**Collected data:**
[Start of Attachment]
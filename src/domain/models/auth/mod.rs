//! 인증 관련 값 객체

pub mod authenticated_user;
pub mod authentication_request;
pub mod clerk_claims;

pub use authenticated_user::{AuthenticatedUser, OptionalUser};
pub use authentication_request::{AuthMode, RequiredRole};
pub use clerk_claims::ClerkClaims;
use chrono::{DateTime, Utc};
use serde::{Deserialize, Serialize};
use utoipa::ToSchema;
use crate::domain::dto::users::UserSummary;
use crate::domain::entities::jobs::application::{Application, ApplicationAnswer, ApplicationStatus};
use crate::domain::entities::jobs::job::{CustomQuestion, Job, JobType};
use crate::utils::id_utils::id_hex;
use crate::utils::time_utils::{to_utc, to_utc_opt};

#[derive(Debug, Clone, Serialize, Deserialize, ToSchema)]
pub struct JobResponse {
    pub id: String,
    pub title: String,
    pub company: String,
    pub description: String,
    pub location: Option<String>,
    pub job_type: JobType,
    pub salary_min: Option<f64>,
    pub salary_max: Option<f64>,
    pub posted_by: String,
    pub custom_questions: Vec<CustomQuestion>,
    pub is_active: bool,
    pub applications_count: i64,
    pub deadline: Option<DateTime<Utc>>,
    pub created_at: DateTime<Utc>,
    pub updated_at: DateTime<Utc>,
}

impl From<Job> for JobResponse {
    fn from(job: Job) -> Self {
        Self {
            id: id_hex(&job.id),
            title: job.title,
            company: job.company,
            description: job.description,
            location: job.location,
            job_type: job.job_type,
            salary_min: job.salary_min,
            salary_max: job.salary_max,
            posted_by: job.posted_by.to_hex(),
            custom_questions: job.custom_questions,
            is_active: job.is_active,
            applications_count: job.applications_count,
            deadline: to_utc_opt(job.deadline),
            created_at: to_utc(job.created_at),
            updated_at: to_utc(job.updated_at),
        }
    }
}

/// 지원서 응답
///
/// `confirmation_token`은 지원자 본인에게만 채워집니다.
#[derive(Debug, Clone, Serialize, Deserialize, ToSchema)]
pub struct ApplicationResponse {
    pub id: String,
    pub job_id: String,
    pub applicant_id: String,
    #[serde(skip_serializing_if = "Option::is_none")]
    pub applicant: Option<UserSummary>,
    pub answers: Vec<ApplicationAnswer>,
    pub resume_url: Option<String>,
    pub cover_letter: Option<String>,
    pub status: ApplicationStatus,
    #[serde(skip_serializing_if = "Option::is_none")]
    pub confirmation_token: Option<String>,
    pub created_at: DateTime<Utc>,
    pub updated_at: DateTime<Utc>,
}

impl ApplicationResponse {
    pub fn for_applicant(application: Application) -> Self {
        let token = application.confirmation_token.clone();
        let mut response = Self::for_reviewer(application, None);
        response.confirmation_token = Some(token);
        response
    }

    pub fn for_reviewer(application: Application, applicant: Option<UserSummary>) -> Self {
        Self {
            id: id_hex(&application.id),
            job_id: application.job_id.to_hex(),
            applicant_id: application.applicant_id.to_hex(),
            applicant,
            answers: application.answers,
            resume_url: application.resume_url,
            cover_letter: application.cover_letter,
            status: application.status,
            confirmation_token: None,
            created_at: to_utc(application.created_at),
            updated_at: to_utc(application.updated_at),
        }
    }
}

#[cfg(test)]
mod tests {
    use super::*;
    use mongodb::bson::oid::ObjectId;

    #[test]
    fn test_token_only_for_applicant() {
        let application = Application::new(ObjectId::new(), ObjectId::new(), Vec::new());
        let token = application.confirmation_token.clone();

        let mine = ApplicationResponse::for_applicant(application.clone());
        assert_eq!(mine.confirmation_token, Some(token));

        let reviewed = ApplicationResponse::for_reviewer(application, None);
        let json = serde_json::to_value(&reviewed).unwrap();
        assert!(json.get("confirmation_token").is_none());
    }
}
//! 강좌 엔티티

use mongodb::bson::{oid::ObjectId, DateTime};
use serde::{Deserialize, Serialize};
use utoipa::ToSchema;

#[derive(Debug, Clone, Copy, Default, PartialEq, Eq, Serialize, Deserialize, ToSchema)]
#[serde(rename_all = "snake_case")]
pub enum CourseLevel {
    #[default]
    Beginner,
    Intermediate,
    Advanced,
}

impl CourseLevel {
    pub fn as_str(&self) -> &'static str {
        match self {
            CourseLevel::Beginner => "beginner",
            CourseLevel::Intermediate => "intermediate",
            CourseLevel::Advanced => "advanced",
        }
    }
}

/// 강좌 안의 강의 한 편. 영상은 Bunny Stream 비디오 ID로 참조합니다.
#[derive(Debug, Clone, PartialEq, Serialize, Deserialize, ToSchema)]
pub struct Lesson {
    pub title: String,
    #[serde(default)]
    pub video_id: Option<String>,
    #[serde(default)]
    pub duration_minutes: u32,
    #[serde(default)]
    pub order: u32,
    #[serde(default)]
    pub content: Option<String>,
}

/// `courses` 컬렉션 문서
///
/// 파생 필드 규칙 ([`Course::sync_derived`]):
/// - `total_students == students.len()`
/// - `rating` = `ratings` 평균 (비어 있으면 0)
/// - `reviews_count == ratings.len()`
#[derive(Debug, Clone, PartialEq, Serialize, Deserialize)]
pub struct Course {
    #[serde(rename = "_id", skip_serializing_if = "Option::is_none")]
    pub id: Option<ObjectId>,
    pub title: String,
    #[serde(default)]
    pub description: String,
    pub instructor_id: ObjectId,
    #[serde(default)]
    pub category: Option<String>,
    #[serde(default)]
    pub level: CourseLevel,
    #[serde(default)]
    pub price: f64,
    #[serde(default)]
    pub thumbnail_url: Option<String>,
    #[serde(default)]
    pub lessons: Vec<Lesson>,
    #[serde(default)]
    pub tags: Vec<String>,
    #[serde(default)]
    pub students: Vec<ObjectId>,
    #[serde(default)]
    pub total_students: i64,
    #[serde(default)]
    pub ratings: Vec<i32>,
    #[serde(default)]
    pub rating: f64,
    #[serde(default)]
    pub reviews_count: i64,
    #[serde(default)]
    pub is_published: bool,
    pub created_at: DateTime,
    pub updated_at: DateTime,
}

impl Course {
    pub fn new(title: String, instructor_id: ObjectId) -> Self {
        let now = DateTime::now();

        Self {
            id: None,
            title,
            description: String::new(),
            instructor_id,
            category: None,
            level: CourseLevel::default(),
            price: 0.0,
            thumbnail_url: None,
            lessons: Vec::new(),
            tags: Vec::new(),
            students: Vec::new(),
            total_students: 0,
            ratings: Vec::new(),
            rating: 0.0,
            reviews_count: 0,
            is_published: false,
            created_at: now,
            updated_at: now,
        }
    }

    pub fn sync_derived(&mut self) {
        self.total_students = self.students.len() as i64;
        self.reviews_count = self.ratings.len() as i64;
        self.rating = mean_rating(&self.ratings);
        self.lessons.sort_by_key(|lesson| lesson.order);
    }

    pub fn touch(&mut self) {
        self.updated_at = DateTime::now();
    }

    pub fn is_owned_by(&self, user_id: &ObjectId) -> bool {
        &self.instructor_id == user_id
    }

    pub fn has_student(&self, user_id: &ObjectId) -> bool {
        self.students.contains(user_id)
    }

    pub fn add_student(&mut self, user_id: ObjectId) -> bool {
        if self.has_student(&user_id) {
            return false;
        }
        self.students.push(user_id);
        self.sync_derived();
        true
    }

    pub fn add_rating(&mut self, rating: i32) {
        self.ratings.push(rating);
        self.sync_derived();
    }

    /// 같은 값의 평점 하나를 제거합니다.
    pub fn remove_rating(&mut self, rating: i32) -> bool {
        let removed = match self.ratings.iter().position(|r| *r == rating) {
            Some(index) => {
                self.ratings.remove(index);
                true
            }
            None => false,
        };
        self.sync_derived();
        removed
    }
}

pub fn mean_rating(ratings: &[i32]) -> f64 {
    if ratings.is_empty() {
        return 0.0;
    }
    ratings.iter().map(|r| *r as f64).sum::<f64>() / ratings.len() as f64
}

#[cfg(test)]
mod tests {
    use super::*;

    fn course() -> Course {
        Course::new("Rust 입문".to_string(), ObjectId::new())
    }

    #[test]
    fn test_rating_is_mean_of_ratings() {
        let mut course = course();
        assert_eq!(course.rating, 0.0);

        course.add_rating(5);
        course.add_rating(4);
        course.add_rating(2);

        assert!((course.rating - 11.0 / 3.0).abs() < f64::EPSILON);
        assert_eq!(course.reviews_count, 3);
    }

    #[test]
    fn test_remove_rating_removes_single_match() {
        let mut course = course();
        course.add_rating(4);
        course.add_rating(4);
        course.add_rating(2);

        assert!(course.remove_rating(4));
        assert_eq!(course.ratings, vec![4, 2]);
        assert_eq!(course.rating, 3.0);

        assert!(!course.remove_rating(5));
        assert_eq!(course.reviews_count, 2);
    }

    #[test]
    fn test_total_students_tracks_students() {
        let mut course = course();
        let student = ObjectId::new();

        assert!(course.add_student(student));
        assert!(!course.add_student(student));
        assert_eq!(course.total_students, 1);

        course.students.push(ObjectId::new());
        course.sync_derived();
        assert_eq!(course.total_students as usize, course.students.len());
    }

    #[test]
    fn test_lessons_sorted_by_order() {
        let mut course = course();
        for (title, order) in [("b", 2), ("a", 1)] {
            course.lessons.push(Lesson {
                title: title.to_string(),
                video_id: None,
                duration_minutes: 10,
                order,
                content: None,
            });
        }

        course.sync_derived();
        assert_eq!(course.lessons[0].title, "a");
    }
}
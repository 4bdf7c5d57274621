//! 관리자 통계 DTO

use serde::{Deserialize, Serialize};
use utoipa::ToSchema;
use crate::domain::dto::courses::CourseSummary;
use crate::domain::entities::jobs::application::ApplicationStatus;

#[derive(Debug, Clone, Serialize, Deserialize, ToSchema, PartialEq)]
pub struct StatusCount {
    pub status: ApplicationStatus,
    pub count: u64,
}

#[derive(Debug, Clone, Serialize, Deserialize, ToSchema)]
pub struct AnalyticsResponse {
    pub total_users: u64,
    pub new_users_last_30_days: u64,
    pub total_courses: u64,
    pub published_courses: u64,
    /// 전체 강좌의 `total_students` 합
    pub total_enrollments: i64,
    /// 강좌별 `price × total_students` 합
    pub estimated_revenue: f64,
    pub total_posts: u64,
    pub total_jobs: u64,
    pub active_jobs: u64,
    pub applications_by_status: Vec<StatusCount>,
    pub top_courses: Vec<CourseSummary>,
}
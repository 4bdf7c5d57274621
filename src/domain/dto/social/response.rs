use chrono::{DateTime, Utc};
use mongodb::bson::oid::ObjectId;
use serde::{Deserialize, Serialize};
use utoipa::ToSchema;
use crate::domain::dto::users::UserSummary;
use crate::domain::entities::social::comment::Comment;
use crate::domain::entities::social::hashtag::Hashtag;
use crate::domain::entities::social::message::Message;
use crate::domain::entities::social::post::Post;
use crate::utils::id_utils::id_hex;
use crate::utils::time_utils::to_utc;

#[derive(Debug, Clone, Serialize, Deserialize, ToSchema)]
pub struct PostResponse {
    pub id: String,
    pub author_id: String,
    pub author: Option<UserSummary>,
    pub content: String,
    pub media_urls: Vec<String>,
    pub hashtags: Vec<String>,
    pub likes_count: i64,
    pub comments_count: i64,
    /// 호출자가 좋아요를 눌렀는지
    pub liked: bool,
    pub created_at: DateTime<Utc>,
    pub updated_at: DateTime<Utc>,
}

impl PostResponse {
    pub fn new(post: Post, author: Option<UserSummary>, viewer: Option<&ObjectId>) -> Self {
        let liked = viewer.is_some_and(|viewer| post.likes.contains(viewer));

        Self {
            id: id_hex(&post.id),
            author_id: post.author_id.to_hex(),
            author,
            content: post.content,
            media_urls: post.media_urls,
            hashtags: post.hashtags,
            likes_count: post.likes_count,
            comments_count: post.comments_count,
            liked,
            created_at: to_utc(post.created_at),
            updated_at: to_utc(post.updated_at),
        }
    }
}

#[derive(Debug, Clone, Serialize, Deserialize, ToSchema)]
pub struct LikeResponse {
    pub liked: bool,
    pub likes_count: i64,
}

#[derive(Debug, Clone, Serialize, Deserialize, ToSchema)]
pub struct CommentResponse {
    pub id: String,
    pub post_id: String,
    pub author_id: String,
    pub author: Option<UserSummary>,
    pub content: String,
    pub created_at: DateTime<Utc>,
}

impl CommentResponse {
    pub fn new(comment: Comment, author: Option<UserSummary>) -> Self {
        Self {
            id: id_hex(&comment.id),
            post_id: comment.post_id.to_hex(),
            author_id: comment.author_id.to_hex(),
            author,
            content: comment.content,
            created_at: to_utc(comment.created_at),
        }
    }
}

#[derive(Debug, Clone, Serialize, Deserialize, ToSchema)]
pub struct HashtagResponse {
    pub name: String,
    pub posts_count: i64,
    pub last_used_at: DateTime<Utc>,
}

impl From<Hashtag> for HashtagResponse {
    fn from(hashtag: Hashtag) -> Self {
        Self {
            name: hashtag.name,
            posts_count: hashtag.posts_count,
            last_used_at: to_utc(hashtag.last_used_at),
        }
    }
}

/// 1:1 메시지
#[derive(Debug, Clone, Serialize, Deserialize, ToSchema)]
pub struct DirectMessageResponse {
    pub id: String,
    pub sender_id: String,
    pub recipient_id: String,
    pub content: String,
    pub read: bool,
    pub created_at: DateTime<Utc>,
}

impl From<Message> for DirectMessageResponse {
    fn from(message: Message) -> Self {
        Self {
            id: id_hex(&message.id),
            sender_id: message.sender_id.to_hex(),
            recipient_id: message.recipient_id.to_hex(),
            content: message.content,
            read: message.read,
            created_at: to_utc(message.created_at),
        }
    }
}

/// 대화 상대별 최신 메시지와 안 읽은 메시지 수
#[derive(Debug, Clone, Serialize, Deserialize, ToSchema)]
pub struct ConversationResponse {
    pub user_id: String,
    pub user: Option<UserSummary>,
    pub last_message: DirectMessageResponse,
    pub unread_count: i64,
}

#[derive(Debug, Clone, Serialize, Deserialize, ToSchema)]
pub struct UnreadCountResponse {
    pub unread_count: u64,
}

#[cfg(test)]
mod tests {
    use super::*;

    #[test]
    fn test_liked_reflects_viewer() {
        let author = ObjectId::new();
        let viewer = ObjectId::new();
        let mut post = Post::new(author, "#rust 시작".to_string(), Vec::new()).unwrap();
        post.toggle_like(viewer);

        assert!(PostResponse::new(post.clone(), None, Some(&viewer)).liked);
        assert!(!PostResponse::new(post.clone(), None, Some(&author)).liked);
        assert!(!PostResponse::new(post, None, None).liked);
    }
}
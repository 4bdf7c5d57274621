use mongodb::bson::{oid::ObjectId, DateTime};
use serde::{Deserialize, Serialize};

/// `comments` 컬렉션 문서
#[derive(Debug, Clone, PartialEq, Serialize, Deserialize)]
pub struct Comment {
    #[serde(rename = "_id", skip_serializing_if = "Option::is_none")]
    pub id: Option<ObjectId>,
    pub post_id: ObjectId,
    pub author_id: ObjectId,
    pub content: String,
    pub created_at: DateTime,
    pub updated_at: DateTime,
}

impl Comment {
    pub fn new(post_id: ObjectId, author_id: ObjectId, content: String) -> Self {
        let now = DateTime::now();
        Self {
            id: None,
            post_id,
            author_id,
            content,
            created_at: now,
            updated_at: now,
        }
    }
}
//! 통합 검색 / 검색 기록 / 활동 로그 DTO

pub mod request;
pub mod response;

pub use request::*;
pub use response::*;
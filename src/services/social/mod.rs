//! 피드 / 댓글 / 해시태그 / 메시지 서비스

pub mod post_service;
pub mod comment_service;
pub mod message_service;

pub use post_service::PostService;
pub use comment_service::CommentService;
pub use message_service::MessageService;
//! 댓글 서비스
//!
//! 댓글 수(`comments_count`)는 게시물 문서에 `$inc`로 반영합니다.

use std::sync::Arc;
use singleton_macro::service;
use crate::core::errors::AppError;
use crate::domain::dto::common::{PaginatedResponse, PaginationQuery};
use crate::domain::dto::social::{CommentRequest, CommentResponse};
use crate::domain::dto::users::UserSummary;
use crate::domain::entities::social::comment::Comment;
use crate::domain::models::auth::AuthenticatedUser;
use crate::repositories::social::comment_repo::CommentRepository;
use crate::repositories::social::post_repo::PostRepository;
use crate::repositories::users::user_repo::UserRepository;
use crate::services::access::ensure_owner_or_admin;
use crate::services::activity::ActivityService;
use crate::utils::id_utils::{parse_object_id, require_id};

#[service(name = "comment")]
pub struct CommentService {
    comment_repo: Arc<CommentRepository>,
    post_repo: Arc<PostRepository>,
    user_repo: Arc<UserRepository>,
    activity_service: Arc<ActivityService>,
}

impl CommentService {
    /// 게시물 댓글 (오래된 순)
    pub async fn list(&self, post_id: &str, page: &PaginationQuery) -> Result<PaginatedResponse<CommentResponse>, AppError> {
        let post_id = parse_object_id(post_id, "post_id")?;
        self.post_repo.get(&post_id).await?;

        let comments = self.comment_repo.list_by_post(&post_id, page).await?;
        let author_ids: Vec<_> = comments.items.iter().map(|comment| comment.author_id).collect();
        let authors = self.user_repo.find_by_ids(&author_ids).await?;

        Ok(comments.map(|comment| {
            let author = authors
                .iter()
                .find(|user| user.id.as_ref() == Some(&comment.author_id))
                .map(UserSummary::from);
            CommentResponse::new(comment, author)
        }))
    }

    pub async fn create(&self, auth: &AuthenticatedUser, post_id: &str, request: CommentRequest) -> Result<CommentResponse, AppError> {
        let post_id = parse_object_id(post_id, "post_id")?;
        self.post_repo.get(&post_id).await?;
        let me = self.user_repo.find_profile(&auth.user_id).await?;
        let my_id = require_id(&me.id)?;

        let comment = Comment::new(post_id, my_id, request.content.trim().to_string());
        let created = self.comment_repo.create(comment).await?;
        self.post_repo.adjust_comments_count(&post_id, 1).await?;

        self.activity_service.record(my_id, "comment.create", "post", Some(post_id)).await;
        Ok(CommentResponse::new(created, Some(UserSummary::from(&me))))
    }

    /// 삭제 (댓글 작성자, 게시물 작성자, 관리자)
    pub async fn delete(&self, auth: &AuthenticatedUser, comment_id: &str) -> Result<(), AppError> {
        let comment_id = parse_object_id(comment_id, "comment_id")?;
        let comment = self.comment_repo.find_by_id(&comment_id)
            .await?
            .ok_or_else(|| AppError::NotFound("댓글을 찾을 수 없습니다".to_string()))?;
        let me = self.user_repo.find_profile(&auth.user_id).await?;
        let my_id = require_id(&me.id)?;

        let post = self.post_repo.find_by_id(&comment.post_id).await?;
        let is_post_author = post.as_ref().is_some_and(|post| post.is_owned_by(&my_id));

        ensure_owner_or_admin(comment.author_id == my_id || is_post_author, auth, "댓글을 삭제할 권한이 없습니다")?;

        self.comment_repo.delete(&comment_id).await?;
        if post.is_some() {
            self.post_repo.adjust_comments_count(&comment.post_id, -1).await?;
        }

        self.activity_service.record(my_id, "comment.delete", "post", Some(comment.post_id)).await;
        Ok(())
    }
}
//! # 사용자 리포지토리
//!
//! `users` 컬렉션 데이터 액세스 계층입니다.
//! 요청마다 Clerk ID → 로컬 프로필 조회가 일어나므로 이 조회는 Redis에 캐싱합니다.
//!
//! ## 캐시 키
//!
//! - `user:clerk:{clerk_id}` - Clerk ID 조회
//! - `user:{id}` - ObjectId 조회 (매크로의 `cache_key()`)
//!
//! 저장([`UserRepository::save`]) 시 두 키를 모두 무효화합니다.

use std::sync::Arc;
use mongodb::{bson::{doc, oid::ObjectId, DateTime, Document}, options::IndexOptions, IndexModel};
use crate::{
    caching::redis::RedisClient,
    core::registry::Repository,
    db::Database,
    domain::entities::users::user::User,
};
use singleton_macro::repository;
use crate::core::errors::{db_error, insert_error, AppError};
use crate::domain::dto::common::{PaginatedResponse, PaginationQuery};
use crate::repositories::common::{contains_ignore_case, find_all, find_page, inserted_object_id};

#[repository(name = "user", collection = "users")]
pub struct UserRepository {
    db: Arc<Database>,
    redis: Arc<RedisClient>,
}

fn clerk_cache_key(clerk_id: &str) -> String {
    format!("user:clerk:{}", clerk_id)
}

impl UserRepository {
    /// Clerk ID로 프로필 조회 (캐시 우선)
    pub async fn find_by_clerk_id(&self, clerk_id: &str) -> Result<Option<User>, AppError> {
        let cache_key = clerk_cache_key(clerk_id);

        if let Some(cached) = self.redis.get_cached::<User>(&cache_key).await {
            return Ok(Some(cached));
        }

        let user = self.collection::<User>()
            .find_one(doc! { "clerk_id": clerk_id })
            .await
            .map_err(db_error)?;

        if let Some(ref user) = user {
            self.redis.cache(&cache_key, user).await;
        }

        Ok(user)
    }

    /// 인증된 호출자의 프로필. 아직 만들지 않았다면 404입니다.
    pub async fn find_profile(&self, clerk_id: &str) -> Result<User, AppError> {
        self.find_by_clerk_id(clerk_id)
            .await?
            .ok_or_else(|| AppError::NotFound(
                "프로필을 찾을 수 없습니다. 먼저 프로필을 생성해주세요".to_string()
            ))
    }

    pub async fn find_by_id(&self, id: &ObjectId) -> Result<Option<User>, AppError> {
        let cache_key = self.cache_key(&id.to_hex());

        if let Some(cached) = self.redis.get_cached::<User>(&cache_key).await {
            return Ok(Some(cached));
        }

        let user = self.collection::<User>()
            .find_one(doc! { "_id": *id })
            .await
            .map_err(db_error)?;

        if let Some(ref user) = user {
            self.redis.cache(&cache_key, user).await;
        }

        Ok(user)
    }

    pub async fn find_by_username(&self, username: &str) -> Result<Option<User>, AppError> {
        self.collection::<User>()
            .find_one(doc! { "username": username })
            .await
            .map_err(db_error)
    }

    /// 여러 ID의 사용자를 한 번에 조회 (순서 보장 없음)
    pub async fn find_by_ids(&self, ids: &[ObjectId]) -> Result<Vec<User>, AppError> {
        if ids.is_empty() {
            return Ok(Vec::new());
        }

        find_all(&self.collection::<User>(), doc! { "_id": { "$in": ids.to_vec() } }, doc! { "username": 1 }, None).await
    }

    pub async fn create(&self, mut user: User) -> Result<User, AppError> {
        if self.find_by_clerk_id(&user.clerk_id).await?.is_some() {
            return Err(AppError::ConflictError("이미 프로필이 존재합니다".to_string()));
        }

        if self.find_by_username(&user.username).await?.is_some() {
            return Err(AppError::ConflictError("이미 사용 중인 사용자명입니다".to_string()));
        }

        let result = self.collection::<User>()
            .insert_one(&user)
            .await
            .map_err(|e| insert_error(e, || AppError::ConflictError("이미 프로필이 있거나 사용 중인 사용자명입니다".to_string())))?;

        user.id = Some(inserted_object_id(&result)?);

        let _ = self.invalidate_collection_cache(None).await;

        Ok(user)
    }

    /// 문서 전체를 덮어씁니다. (마지막 쓰기 우선)
    pub async fn save(&self, user: &User) -> Result<(), AppError> {
        let id = user.id
            .ok_or_else(|| AppError::InternalError("저장되지 않은 사용자입니다".to_string()))?;

        self.collection::<User>()
            .replace_one(doc! { "_id": id }, user)
            .await
            .map_err(db_error)?;

        self.redis.evict(&[clerk_cache_key(&user.clerk_id)]).await;
        let _ = self.invalidate_cache(&id.to_hex()).await;

        Ok(())
    }

    pub async fn list(&self, filter: Document, page: &PaginationQuery) -> Result<PaginatedResponse<User>, AppError> {
        find_page(&self.collection::<User>(), filter, doc! { "created_at": -1 }, page).await
    }

    /// 사용자명 / 표시 이름 부분 일치 검색
    pub async fn search(&self, term: &str, page: &PaginationQuery) -> Result<PaginatedResponse<User>, AppError> {
        let pattern = contains_ignore_case(term);
        let filter = doc! {
            "$or": [
                { "username": pattern.clone() },
                { "display_name": pattern },
            ]
        };

        find_page(&self.collection::<User>(), filter, doc! { "followers_count": -1 }, page).await
    }

    pub async fn count(&self, filter: Document) -> Result<u64, AppError> {
        self.collection::<User>()
            .count_documents(filter)
            .await
            .map_err(db_error)
    }

    pub async fn count_created_since(&self, since: DateTime) -> Result<u64, AppError> {
        self.count(doc! { "created_at": { "$gte": since } }).await
    }

    pub async fn create_indexes(&self) -> Result<(), AppError> {
        let clerk_index = IndexModel::builder()
            .keys(doc! { "clerk_id": 1 })
            .options(IndexOptions::builder()
                .unique(true)
                .name("clerk_id_unique".to_string())
                .build())
            .build();

        let username_index = IndexModel::builder()
            .keys(doc! { "username": 1 })
            .options(IndexOptions::builder()
                .unique(true)
                .name("username_unique".to_string())
                .build())
            .build();

        let created_at_index = IndexModel::builder()
            .keys(doc! { "created_at": -1 })
            .options(IndexOptions::builder()
                .name("created_at_desc".to_string())
                .build())
            .build();

        self.collection::<User>()
            .create_indexes([clerk_index, username_index, created_at_index])
            .await
            .map_err(db_error)?;

        Ok(())
    }
}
[End of Attachment]
**WHAT THIS TASK INVOLVES:** If a line in the records contains "JobResponse", report it.

**WRITTEN SOLUTION:**
pub struct JobResponse {
impl From<Job> for JobResponse {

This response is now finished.